Si la ciencia es ensayo y error, la intelectualidad es crítica y debate. Tal vez deberíamos preguntarnos, frente a una situación tan compleja y tan desafiante como la que atravesamos, dónde están los intelectuales. Por supuesto que hay grandes "solistas" que se expresan con potencia y reconfortante lucidez. Pero el debate y el pensamiento crítico hoy parecerían latir más en el periodismo independiente y de calidad que en el ámbito académico. ¿Dónde están las universidades? ¿Dónde las academias de ciencias? ¿Qué dicen las asociaciones de profesionales? Parecen, al menos, de capa caída, casi en retirada. Una parte de la intelectualidad desertó de su mandato ético con aquel coro sumiso en el que se convirtió Carta Abierta. Las universidades públicas ya se habían rendido al dogmatismo militante. Olvidaron aquello que decía Ortega: "La intelectualidad, por su propia esencia, no tolera ser puesta al servicio de nada. El intelectual no puede ser en ninguna acepción hombre de partido". Su única causa quizá deba ser la libertad. Después de Carta Abierta, ¿aparecerá Ciencia Abierta? Tenemos derecho a dudar cuando advertimos que algunos científicos parecen demasiado cómodos al abrigo de los despachos y los honores oficiales. La ciencia puede quedar manchada cuando pierde independencia y cae en alguna complacencia.

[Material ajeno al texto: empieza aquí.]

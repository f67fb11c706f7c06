use chrono::Utc;
use common::domain::{
    ContextBrokerClient, DeviceContext, DomainError, DomainResult, MappedAttributeSet,
    UpdateRequest,
};
use futures::future::join_all;
use std::sync::Arc;
use tracing::{debug, error, instrument};

/// Turns mapped measure groups into entity updates and sends them
pub struct DispatchCoordinator {
    client: Arc<dyn ContextBrokerClient>,
    timestamp: bool,
}

impl DispatchCoordinator {
    pub fn new(client: Arc<dyn ContextBrokerClient>, timestamp: bool) -> Self {
        Self { client, timestamp }
    }

    /// Build the update of one measure group. When timestamping is on and
    /// the group carried no timestamp of its own, the current time is used.
    pub fn build_request(&self, device: &DeviceContext, mapped: MappedAttributeSet) -> UpdateRequest {
        let timestamp = mapped.timestamp.or_else(|| {
            device
                .timestamp_enabled(self.timestamp)
                .then(Utc::now)
        });

        UpdateRequest {
            entity_id: device.entity_name.clone(),
            entity_type: device.entity_type.clone(),
            service: device.service.clone(),
            subservice: device.subservice.clone(),
            attributes: mapped.attributes,
            timestamp,
        }
    }

    /// Send one update. Failures are logged and not retried.
    #[instrument(
        skip_all,
        fields(
            entity_id = %request.entity_id,
            attribute_count = request.attributes.len(),
        )
    )]
    pub async fn dispatch(&self, request: &UpdateRequest) -> DomainResult<()> {
        match self.client.update_entity(request).await {
            Ok(()) => {
                debug!("entity update dispatched");
                Ok(())
            }
            Err(e) => {
                error!(error = %e, "failed to dispatch entity update");
                match e {
                    DomainError::DispatchError(_) => Err(e),
                    other => Err(DomainError::DispatchError(other.to_string())),
                }
            }
        }
    }

    /// Send every update concurrently. Results are returned in request
    /// order; one failure does not affect the others.
    pub async fn dispatch_all(&self, requests: &[UpdateRequest]) -> Vec<DomainResult<()>> {
        join_all(requests.iter().map(|request| self.dispatch(request))).await
    }
}

#[cfg(test)]
mod tests {
    use super::*;
    use common::domain::MappedAttribute;
    use common::MockContextBrokerClient;

    fn device(timestamp: Option<bool>) -> DeviceContext {
        DeviceContext {
            device_id: "MQTT_2".to_string(),
            api_key: "1234".to_string(),
            service: "smartGondor".to_string(),
            subservice: "/gardens".to_string(),
            entity_name: "Second MQTT Device".to_string(),
            entity_type: "AnMQTTDevice".to_string(),
            attributes: vec![],
            static_attributes: vec![],
            timestamp,
        }
    }

    fn mapped(name: &str, value: &str) -> MappedAttributeSet {
        MappedAttributeSet {
            attributes: vec![MappedAttribute::text(name, "Text", value)],
            timestamp: None,
        }
    }

    #[test]
    fn test_build_request_carries_device_binding() {
        let coordinator = DispatchCoordinator::new(Arc::new(MockContextBrokerClient::new()), false);
        let request = coordinator.build_request(&device(None), mapped("temperature", "23"));

        assert_eq!(request.entity_id, "Second MQTT Device");
        assert_eq!(request.entity_type, "AnMQTTDevice");
        assert_eq!(request.service, "smartGondor");
        assert_eq!(request.subservice, "/gardens");
        assert_eq!(request.attributes.len(), 1);
        assert!(request.timestamp.is_none());
    }

    #[test]
    fn test_build_request_injects_current_time() {
        let coordinator = DispatchCoordinator::new(Arc::new(MockContextBrokerClient::new()), false);
        let before = Utc::now();
        let request = coordinator.build_request(&device(Some(true)), mapped("temperature", "23"));

        let ts = request.timestamp.unwrap();
        assert!(ts >= before && ts <= Utc::now());
    }

    #[test]
    fn test_build_request_keeps_measured_timestamp() {
        let coordinator = DispatchCoordinator::new(Arc::new(MockContextBrokerClient::new()), true);
        let measured = Utc::now() - chrono::Duration::hours(1);
        let mut set = mapped("temperature", "23");
        set.timestamp = Some(measured);

        let request = coordinator.build_request(&device(None), set);
        assert_eq!(request.timestamp, Some(measured));
    }

    #[tokio::test]
    async fn test_dispatch_calls_client_once() {
        let mut client = MockContextBrokerClient::new();
        client
            .expect_update_entity()
            .withf(|request: &UpdateRequest| request.entity_id == "Second MQTT Device")
            .times(1)
            .returning(|_| Ok(()));

        let coordinator = DispatchCoordinator::new(Arc::new(client), false);
        let request = coordinator.build_request(&device(None), mapped("temperature", "23"));

        assert!(coordinator.dispatch(&request).await.is_ok());
    }

    #[tokio::test]
    async fn test_dispatch_wraps_other_errors() {
        let mut client = MockContextBrokerClient::new();
        client
            .expect_update_entity()
            .times(1)
            .returning(|_| Err(DomainError::InvalidConfig("bad url".to_string())));

        let coordinator = DispatchCoordinator::new(Arc::new(client), false);
        let request = coordinator.build_request(&device(None), mapped("temperature", "23"));

        assert!(matches!(
            coordinator.dispatch(&request).await,
            Err(DomainError::DispatchError(_))
        ));
    }

    #[tokio::test]
    async fn test_dispatch_all_isolates_failures() {
        let mut client = MockContextBrokerClient::new();
        client
            .expect_update_entity()
            .times(3)
            .returning(|request: &UpdateRequest| {
                if request.attributes[0].name == "humidity" {
                    Err(DomainError::DispatchError("Context broker responded 500".to_string()))
                } else {
                    Ok(())
                }
            });

        let coordinator = DispatchCoordinator::new(Arc::new(client), false);
        let requests: Vec<_> = [("temperature", "23"), ("humidity", "98"), ("pressure", "1013")]
            .iter()
            .map(|(name, value)| coordinator.build_request(&device(None), mapped(name, value)))
            .collect();

        let results = coordinator.dispatch_all(&requests).await;

        assert_eq!(results.len(), 3);
        assert!(results[0].is_ok());
        assert!(results[1].is_err());
        assert!(results[2].is_ok());
    }
}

Ojalá se alcen muchas voces que reivindiquen el derecho a dudar y a debatir. La pandemia nos ha arrebatado, de un plumazo, cosas fundamentales. No entreguemos nuestro espíritu crítico. No aceptemos, con mansedumbre, las pretensiones de pensamiento hegemónico. ¿No hay otra alternativa que seguir con la cuarentena? La respuesta, desde luego, no la tenemos los periodistas. Pero jamás deberíamos admitir que encierren nuestro pensamiento, descalifiquen nuestras dudas y nos manden a callar.